L'année 1918 est un de ces moments de vérité...
Oui, cette année-là, la mission Rockefeller, dont Céline fait partie, a conduit un groupe franco-américain, médecins et non médecins, en Bretagne pour informer sur la tuberculose. Le périple débute en Ille-et-Vilaine. Durant l'été, la mission arpente le Finistère et passe par Douarnenez, Concarneau, Quimper ou, encore, Pont-Croix. En août, elle reste deux semaines à Brest et on a retrouvé tous les lieux des conférences. Le détail de cette mission n'avait jamais été établi de manière aussi complète.
Rennes est-elle à part ?
Rennes est un point de départ essentiel. Louis Destouches, futur Céline, y rencontre le professeur Athanase Follet, bourgeois rennais qui l'aide à passer ses examens de médecine et dont il épousera la fille, Edith. C'est à Rennes qu'il devient père et écrivain, puisqu'il écrit là ses premiers textes, dont sa thèse sur Semmelweiss.

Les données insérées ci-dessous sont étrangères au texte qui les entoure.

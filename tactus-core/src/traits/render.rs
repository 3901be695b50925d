//! Render surface trait

use crate::config::Rgb;

/// Errors that can occur while drawing
#[derive(Debug, Clone, Copy, PartialEq, Eq)]
#[cfg_attr(feature = "defmt", derive(defmt::Format))]
pub enum RenderError {
    /// Communication error with the drawing backend
    Communication,
    /// Coordinates outside the surface
    InvalidCoordinates,
    /// Surface not ready to draw
    NotReady,
}

/// Trait for the external drawing surface
///
/// All coordinates are in the fixed virtual render space (1600×350);
/// the implementor owns window sizing, scaling, and letterboxing.
///
/// The surface maintains one cached background layer. The compositor
/// rebuilds it (between `begin_background` and `end_background`) only
/// when the dot bitmap changed, and blits it as the base of every frame.
pub trait RenderSurface {
    /// Start rebuilding the cached background layer
    fn begin_background(&mut self) -> Result<(), RenderError>;

    /// Draw one dot cell onto the background layer
    ///
    /// `lit` selects the on/off appearance; both are drawn so the layer
    /// fully overwrites its previous content.
    fn draw_cell(&mut self, x: f32, y: f32, width: f32, height: f32, lit: bool)
        -> Result<(), RenderError>;

    /// Finish the background layer rebuild
    fn end_background(&mut self) -> Result<(), RenderError>;

    /// Blit the cached background layer as the frame's base
    fn blit_background(&mut self) -> Result<(), RenderError>;

    /// Fill one cell on the frame with a translucent color
    ///
    /// Used for highlight markers; `opacity` is 0 (invisible) to 255.
    fn fill_cell(
        &mut self,
        x: f32,
        y: f32,
        width: f32,
        height: f32,
        color: Rgb,
        opacity: u8,
    ) -> Result<(), RenderError>;

    /// Draw a contact cursor on the frame
    fn draw_contact(&mut self, x: f32, y: f32, color: Rgb) -> Result<(), RenderError>;
}
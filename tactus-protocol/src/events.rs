//! Typed events reported by the touch surface

use crate::matrix::DotMatrix;

// Wire format event codes
const CODE_TOUCH_DOWN: u8 = 0x01;
const CODE_TOUCH_UP: u8 = 0x02;
const CODE_TOUCH_MOVE: u8 = 0x03;

/// Wire code for a full matrix refresh packet
pub const CODE_MATRIX: u8 = 0x04;

/// Wire code for a double-tap packet
pub const CODE_DOUBLE_TAP: u8 = 0x05;

/// Lifecycle phase of a touch contact
#[derive(Debug, Clone, Copy, PartialEq, Eq)]
#[cfg_attr(feature = "defmt", derive(defmt::Format))]
pub enum TouchAction {
    /// Finger made contact with the surface
    Down,
    /// Finger lifted off the surface
    Up,
    /// Finger moved while in contact
    Move,
}

impl TouchAction {
    /// Parse an action from its wire format code
    pub fn from_code(code: u8) -> Option<Self> {
        match code {
            CODE_TOUCH_DOWN => Some(TouchAction::Down),
            CODE_TOUCH_UP => Some(TouchAction::Up),
            CODE_TOUCH_MOVE => Some(TouchAction::Move),
            _ => None,
        }
    }

    /// Convert to wire format code
    pub fn to_code(self) -> u8 {
        match self {
            TouchAction::Down => CODE_TOUCH_DOWN,
            TouchAction::Up => CODE_TOUCH_UP,
            TouchAction::Move => CODE_TOUCH_MOVE,
        }
    }
}

/// Movement pattern classified from a contact's recent path
///
/// Gestures are classified host-side from the sample history of a contact;
/// the wire never carries them. Their only consumer is the display color
/// lookup.
#[derive(Debug, Clone, Copy, PartialEq, Eq)]
#[cfg_attr(feature = "defmt", derive(defmt::Format))]
pub enum Gesture {
    /// Small vertical oscillation on one spot (re-reading a character)
    Scrubbing,
    /// Forward then backward motion along a line (re-reading a word)
    Regression,
}

impl Gesture {
    /// Parse a gesture from its transport label
    ///
    /// Unrecognized labels map to `None`, which resolves to the default
    /// display color downstream.
    pub fn from_label(label: &str) -> Option<Self> {
        match label {
            "scrubbing" => Some(Gesture::Scrubbing),
            "regression" => Some(Gesture::Regression),
            _ => None,
        }
    }

    /// Transport label for this gesture
    pub fn label(self) -> &'static str {
        match self {
            Gesture::Scrubbing => "scrubbing",
            Gesture::Regression => "regression",
        }
    }
}

/// A single touch contact report
#[derive(Debug, Clone, Copy, PartialEq, Eq)]
#[cfg_attr(feature = "defmt", derive(defmt::Format))]
pub struct TouchEvent {
    /// Device-assigned contact identifier, unique while the contact lives
    pub id: u8,
    /// Lifecycle phase this report describes
    pub action: TouchAction,
    /// Horizontal position in device coordinates (0..=1600)
    pub x: u16,
    /// Vertical position in device coordinates (0..=350)
    pub y: u16,
    /// Gesture label, if one has been classified for this contact
    pub gesture: Option<Gesture>,
}

/// One decoded report from the surface
#[derive(Debug, Clone, PartialEq, Eq)]
pub enum SurfaceEvent {
    /// Full replacement of the dot bitmap
    Matrix(DotMatrix),
    /// Touch contact lifecycle report
    Touch(TouchEvent),
    /// Double tap on one braille cell, in coarse cell coordinates
    DoubleTap {
        /// Braille row of the tapped cell
        row: u8,
        /// Braille column of the tapped cell
        column: u8,
    },
}

impl SurfaceEvent {
    /// Returns true if this event mutates the dot bitmap
    pub fn is_matrix(&self) -> bool {
        matches!(self, SurfaceEvent::Matrix(_))
    }

    /// Returns true if this event reports contact activity
    pub fn is_touch(&self) -> bool {
        matches!(self, SurfaceEvent::Touch(_))
    }
}
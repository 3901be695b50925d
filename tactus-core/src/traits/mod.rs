//! External collaborator traits
//!
//! The core draws through an abstract surface; windowing, scaling, and
//! the actual drawing primitives live behind this boundary.

pub mod render;

pub use render::{RenderError, RenderSurface};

Céline à bord d'Enez Glaz de Mahé à Saint-Malo en 1936 |
Que représentait la Bretagne pour l'auteur ?
Elle symbolise ce que l'on ressent de plus fort au contact de la terre et de la mer. Elle n'a pas d'incidence sur son écriture, mais sur son état d'esprit, oui. À certains moments de la guerre, elle a été un refuge, Saint-Malo notamment. Elle fut aussi une terre d'amitié, avec l'artiste Henri Mahé, de Camaret. Céline est allé en Angleterre, aux États-Unis, en Russie mais, après Paris, il n'a jamais eu une relation aussi constante qu'avec la Bretagne. Un an avant sa mort, il rêvait encore d'y retourner.
L'ouvrage distingue-t-il Bretagne réelle et Bretagne rêvée ?
Il y a, chez lui, une mythification de la Bretagne, mais la relation qu'il entretient avec la région et ses hommes ne le conduira pas, par exemple, à épouser la cause des mouvements séparatistes. Même si l'on sait que Céline a rencontré des dirigeants du Parti national breton, ce que Gaël Richard détaille, dont Olier Mordrel. Après guerre, il dit volontiers « Je suis Celte ». Sans qu'on sache ce que cela signifie pour lui, car il brouille les pistes. C'est le même qui, à un interlocuteur, déclarait : « Je vois que vous êtes Breton, comme moi, donc pas très malin. »
Votre livre a-t-il tout dit ?
Non, évidemment. Il n'a pas été possible, par exemple, d'inventorier toutes les archives municipales. De même, du côté de la famille de sa fille Colette - décédée le 9 mai 2011, à Lannilis -, des documents restent inconnus. Mais nous publions beaucoup d'inédits, comme ces lettres à Georges Desse, proche d'Augustin Morvan, ou le fac-similé de son inscription en médecine.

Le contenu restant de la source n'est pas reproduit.